Scholar describes how high-end restaurants are riven with race and class divisions

When Eli Revelle Yano Wilson applied for a job as a server at a white-tablecloth restaurant in Los Angeles, management had plenty of questions for him. “Name three brands of IPA,” he remembers them asking. “How would you explain béarnaise sauce to a customer?”

A job posting in the window of another restaurant was even more demanding: “We are hiring cool, super chill, fun, interesting, eco-friendly, upbeat, smart, life living characters to treat our friends to the best empanadas in town,” it said.

“I still don’t really understand what béarnaise sauce is,” Wilson confessed to audience members at a webinar hosted Wednesday by the UCLA Institute for Research on Labor & Employment. Today he’s an assistant professor of sociology at the University of New Mexico, and he’s more interested in the language these restaurants used in the hiring process. Wilson described it as “screening for privileged white tastes,” and said the language restaurants used in “back-of-house” job postings was notably different.

One job description demanded that workers be “fast” and “neat.” Another restaurant posted two signs in its window — one in English and one in Spanish. “We are hiring kitchen staff [and] servers,” said the sign in English. “We are hiring cooks and dishwashers,” said the sign in Spanish, neglecting to mention that server positions were also available.

Restaurant workers are quitting in droves, demanding higher wages, and increasingly fighting to unionize. But if they want to build a broader coalition, they may have to confront the entrenched inequities in their workplaces. On Wednesday, Wilson presented a number of findings from his book “Front of the House, Back of the House: Race and Inequality in the Lives of Restaurant Workers.” He included a detailed analysis of racial and class divisions among workers at upscale restaurants and described how routine management practices — and the workers themselves — perpetuate the problem.

Wilson tackled these divisions by focusing on three high-end restaurants in Los Angeles, which he did not name, and he went to considerable lengths to study them. He worked as a server for a year at each of the restaurants, then conducted interviews with 57 restaurant workers and managers.

He was particularly interested in the divisions between front-of-house and back-of-house workers, which he said are particularly stark in high-end restaurants. According to Wilson’s research, servers, bartenders, and other front-of-house workers are often white and middle class, and can make $25 to $30 an hour with tips. Line cooks, dishwashers, and other back-of-house workers are disproportionately Latino, working class, and born in other countries. On average, they make $10 to $14 an hour and do not benefit from tips.

According to Wilson, management reinforces racial and class divisions between the two groups of workers on a daily basis. In addition to their prejudicial hiring practices, many managers hold separate meetings for servers and cooks, and Wilson said it can be next to impossible for back-of-house workers to get promoted to front-of-house positions. One worker he interviewed, Fernando, had been trying to make the move for years but kept getting passed over for white hires. “To be honest, I don’t see [head manager] letting Fernando train as a server here,” another manager told Wilson.

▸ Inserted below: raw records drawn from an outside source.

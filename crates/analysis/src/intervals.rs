// Sign-based interval classification
//
// Breakpoints split the real line into open intervals; each interval takes the
// label of the test function's sign at one representative point.

use parser::display::format_number;
use serde::Serialize;
use std::fmt;

#[derive(Debug, Clone, Copy, PartialEq, Eq, Serialize)]
#[serde(rename_all = "kebab-case")]
pub enum Monotonicity {
    Increasing,
    Decreasing,
    Undefined,
}

#[derive(Debug, Clone, Copy, PartialEq, Eq, Serialize)]
#[serde(rename_all = "kebab-case")]
pub enum Concavity {
    Convex,
    Concave,
    Undefined,
}

/// Label chosen from the sign of a test value
pub trait SignLabel: Copy {
    fn positive() -> Self;

    /// Negative values and exact ties
    fn non_positive() -> Self;

    /// The test failed or returned a non-finite value
    fn undefined() -> Self;

    fn from_value(value: Option<f64>) -> Self {
        match value {
            Some(v) if v.is_finite() && v > 0.0 => Self::positive(),
            Some(v) if v.is_finite() => Self::non_positive(),
            _ => Self::undefined(),
        }
    }
}

impl SignLabel for Monotonicity {
    fn positive() -> Self {
        Monotonicity::Increasing
    }

    fn non_positive() -> Self {
        Monotonicity::Decreasing
    }

    fn undefined() -> Self {
        Monotonicity::Undefined
    }
}

impl SignLabel for Concavity {
    fn positive() -> Self {
        Concavity::Convex
    }

    fn non_positive() -> Self {
        Concavity::Concave
    }

    fn undefined() -> Self {
        Concavity::Undefined
    }
}

impl fmt::Display for Monotonicity {
    fn fmt(&self, f: &mut fmt::Formatter<'_>) -> fmt::Result {
        match self {
            Monotonicity::Increasing => write!(f, "increasing"),
            Monotonicity::Decreasing => write!(f, "decreasing"),
            Monotonicity::Undefined => write!(f, "undefined"),
        }
    }
}

impl fmt::Display for Concavity {
    fn fmt(&self, f: &mut fmt::Formatter<'_>) -> fmt::Result {
        match self {
            Concavity::Convex => write!(f, "convex"),
            Concavity::Concave => write!(f, "concave"),
            Concavity::Undefined => write!(f, "undefined"),
        }
    }
}

/// Open interval; `None` bounds stand for -∞ and +∞
#[derive(Debug, Clone, PartialEq, Serialize)]
pub struct Interval<L> {
    pub lower: Option<f64>,
    pub upper: Option<f64>,
    pub label: L,
}

impl<L> Interval<L> {
    pub fn contains(&self, x: f64) -> bool {
        self.lower.is_none_or(|lo| x > lo) && self.upper.is_none_or(|hi| x < hi)
    }
}

impl<L: fmt::Display> fmt::Display for Interval<L> {
    fn fmt(&self, f: &mut fmt::Formatter<'_>) -> fmt::Result {
        let lower = self.lower.map_or("-∞".to_string(), format_number);
        let upper = self.upper.map_or("∞".to_string(), format_number);
        write!(f, "({}, {}) {}", lower, upper, self.label)
    }
}

/// Drop non-finite values, sort, remove duplicates
pub fn normalize_breakpoints(breakpoints: &[f64]) -> Vec<f64> {
    let mut points: Vec<f64> = breakpoints.iter().copied().filter(|x| x.is_finite()).collect();
    points.sort_by(f64::total_cmp);
    points.dedup();
    points
}

/// One test point per interval, in order
pub fn representative_points(breakpoints: &[f64]) -> Vec<f64> {
    match (breakpoints.first(), breakpoints.last()) {
        (Some(first), Some(last)) => {
            let mut points = Vec::with_capacity(breakpoints.len() + 1);
            points.push(first - 1.0);
            points.extend(breakpoints.windows(2).map(|pair| 0.5 * (pair[0] + pair[1])));
            points.push(last + 1.0);
            points
        }
        _ => vec![0.0],
    }
}

/// Partition the real line at `breakpoints` and label every piece by the sign of `test`
pub fn classify<L, F, E>(test: F, breakpoints: &[f64]) -> Vec<Interval<L>>
where
    L: SignLabel,
    F: Fn(f64) -> Result<f64, E>,
{
    let points = normalize_breakpoints(breakpoints);
    let representatives = representative_points(&points);

    representatives
        .iter()
        .enumerate()
        .map(|(i, &x)| Interval {
            lower: i.checked_sub(1).map(|j| points[j]),
            upper: points.get(i).copied(),
            label: L::from_value(test(x).ok()),
        })
        .collect()
}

Wilson also focused extensively on how workers experience and even maintain these divisions themselves. Front-of-house and back-of-house workers rarely socialize. “For them? This is a career,” one college-educated white server told Wilson, gesturing to the kitchen staff. “Front of house? I’m sorry, but you can’t do what we do,” said a second-generation cook from El Salvador. One Latino busboy Wilson interviewed revealed that he had once been promoted to front-of-house manager but found dealing with affluent white customers so stressful that he asked for his old job back.

Wilson conducted his research prior to the pandemic and noted that restaurant work has become much more tumultuous in the last few years. He also observed that the pandemic and ensuing labor shortage has affected front-of-house and back-of-house workers in different ways. Front-of-house workers were much more likely to be laid off at the beginning of the pandemic, he said, and they are also more likely to participate in the “great resignation,” abandoning an increasingly unstable industry for more fulfilling work. By contrast, he said, “We are seeing many cooks really kind of soldier on.”

As workers throughout the food service sector agitate for better working conditions, Wilson finds some proposed labor reforms more promising than others. He described the Fight for $15 movement for a higher minimum wage as particularly exciting, and acknowledged the importance of the debate over “whether tips are imparting a unique set of disadvantages and demeaning labor.” Still, he said, getting rid of the tipping system has proven easier said than done.